Les membres du parti au pouvoir, la ZANU-PF, ont tenu une réunion spéciale à Harare pour soutenir le nouveau président du pays, Emmerson Mnangagwa, en tant que leader du mouvement. Ce dernier, qui semblait indéboulonnable après trente-sept années passées à la tête du pays, a démissionné le 21 novembre après un coup de force militaire.

Sans nouvelle depuis bientôt un mois, Robert Mugabe est en déplacement sur Singapour où il doit suivre un examen médical de routine. Une crise déclenchée par le limogeage de son vice-président d'alors Emmerson Mnangagwa qu'il prévoyait de remplacer par son épouse Grace Mugabe.

" La tâche à laquelle nous devons nous atteler, c'est de reconstruire notre grande nation", a-t-il ajouté. L'exclusion de cette dernière de la Zanu-PF a également été actée.

Synaptics va placer un nouveau lecteur d'empreintes digitales sous l'écran des smartphones
Une information confirmée par un journaliste de Forbes qui a pu prendre en main un prototype du terminal. Synaptics utilise pour sa part un capteur de type CMOS pour lire les empreintes à travers la dalle Oled.

Le rappeur Fianso en garde à vue après un clip sauvage
Le tournage sauvage avait été repéré par un opérateur de vidéosurveillance qui a donné l'alerte. Selon une source policière, un autre homme a été arrêté, pour port d'une arme de poing.

Descente dames : annulation du premier entraînement
Sinon, les concurrentes prendront le départ d'un second super G en 24 heures, cette fois celui de Val d'Isère. La descente, qui a provisoirement été déplacée de samedi à dimanche, sera remplacée par le super-G.

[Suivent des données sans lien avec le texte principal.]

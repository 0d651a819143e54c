//! Synthetic inverter response used when no backend can be reached.

use std::collections::BTreeMap;

use crate::params::NumericParams;
use crate::waveform::{ResultMeta, SimulationResult};

/// Number of samples in every generated trace.
pub const SAMPLES: usize = 2000;

pub const INPUT_TRACE: &str = "v(a)";
pub const OUTPUT_TRACE: &str = "v(y)";

/// Smallest output time constant, in seconds.
const MIN_TAU: f64 = 1e-11;

/// Generates a pulse train on [`INPUT_TRACE`] and a first-order low-pass
/// response of its inverse on [`OUTPUT_TRACE`] over `[0, TSTOP)`.
pub fn generate(params: &NumericParams) -> SimulationResult {
    let vdd = params.vdd;
    let tau = f64::max(MIN_TAU, 2.0 * params.tr);
    let dt = params.tstop / SAMPLES as f64;
    let k = 1.0 - (-dt / tau).exp();

    let mut time = Vec::with_capacity(SAMPLES);
    let mut va = Vec::with_capacity(SAMPLES);
    let mut vy: Vec<f64> = Vec::with_capacity(SAMPLES);

    for i in 0..SAMPLES {
        let t = i as f64 * dt;
        let a = if t % params.per < params.pw { vdd } else { 0.0 };
        let target = if a > vdd / 2.0 { 0.0 } else { vdd };
        let last = vy.last().copied().unwrap_or(vdd - a);
        time.push(t);
        va.push(a);
        vy.push(last + (target - last) * k);
    }

    SimulationResult {
        time,
        waveforms: BTreeMap::from([(INPUT_TRACE.to_string(), va), (OUTPUT_TRACE.to_string(), vy)]),
        meta: ResultMeta {
            points: Some(SAMPLES),
            dummy: true,
            ..Default::default()
        },
    }
}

Dans la soirée, un responsable de la sécurité de l'Etat a déclaré que l'ancien chef de l'Etat devait également se rendre en Malaisie où sa fille attend un enfant. Si Mnangagwa reconnaît en Mugabe un "père, camarade d'arme et chef", il sait cependant qu'il devra rompre avec certaines politiques de son prédécesseur pour gagner la confiance de l'électorat en vue des élections qui devraient avoir lieu en juillet ou en août.

S'il a rendu, pour la forme, " hommage " à son prédécesseur, M. Mnangagwa a surtout dénoncé son bilan. "Les règles idéologiques du parti ont été bafouées quotidiennement, (...) sa mobilisation n'était plus que de la coercition, ce n'était plus le parti auquel vous et moi avions promis fidélité", a déclaré le président. Le parti ne doit plus travailler dans son ancien moule.

" Il y a fort à parier que l'armée va jouer en rôle de soutien à la Zanu-PF lors de ce scrutin", a-t-il insisté, " et ils ne cèderont le pouvoir qu'à leur candidat préféré ".